Task to carry out: In the records, each line holding "COLUMNS" must be reported.

=== Provided data ===

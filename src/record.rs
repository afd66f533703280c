/// Column names, in wire and file order. The scale firmware emits one
/// reading per line as `time_since_tare,raw,raw_weight,raw_error`.
pub const COLUMNS: [&str; 4] = ["time_since_tare", "raw", "raw_weight", "raw_error"];

/// One reading as received from the scale. Fields are kept as the raw text
/// tokens - no numeric parsing, the file gets exactly what the wire said.
#[derive(Clone, Debug, PartialEq, Eq)]
pub struct Record {
    pub time_since_tare: String,
    pub raw: String,
    pub raw_weight: String,
    pub raw_error: String,
}

impl Record {
    /// Parse one line into a Record. This cannot fail: the line is trimmed
    /// and split on ',' with no quoting support, tokens past the fourth are
    /// dropped, and missing trailing tokens become empty strings. (A proper
    /// CSV parser would be overkill here - the firmware never quotes or
    /// escapes, it just joins four numbers with commas.)
    pub fn from_line(line: &str) -> Record {
        let mut tokens = line.trim().split(',');
        let mut next = || tokens.next().unwrap_or("").to_string();
        Record {
            time_since_tare: next(),
            raw: next(),
            raw_weight: next(),
            raw_error: next(),
        }
    }

    /// Field values in COLUMNS order.
    pub fn fields(&self) -> [&str; 4] {
        [
            &self.time_since_tare,
            &self.raw,
            &self.raw_weight,
            &self.raw_error,
        ]
    }

    /// The CSV row for this record, without a trailing newline. Values are
    /// written as-is; see from_line for why no quoting is needed.
    pub fn to_row(&self) -> String {
        self.fields().join(",")
    }
}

===

Task response:
pub const COLUMNS: [&str; 4] = ["time_since_tare", "raw", "raw_weight", "raw_error"];
    /// Field values in COLUMNS order.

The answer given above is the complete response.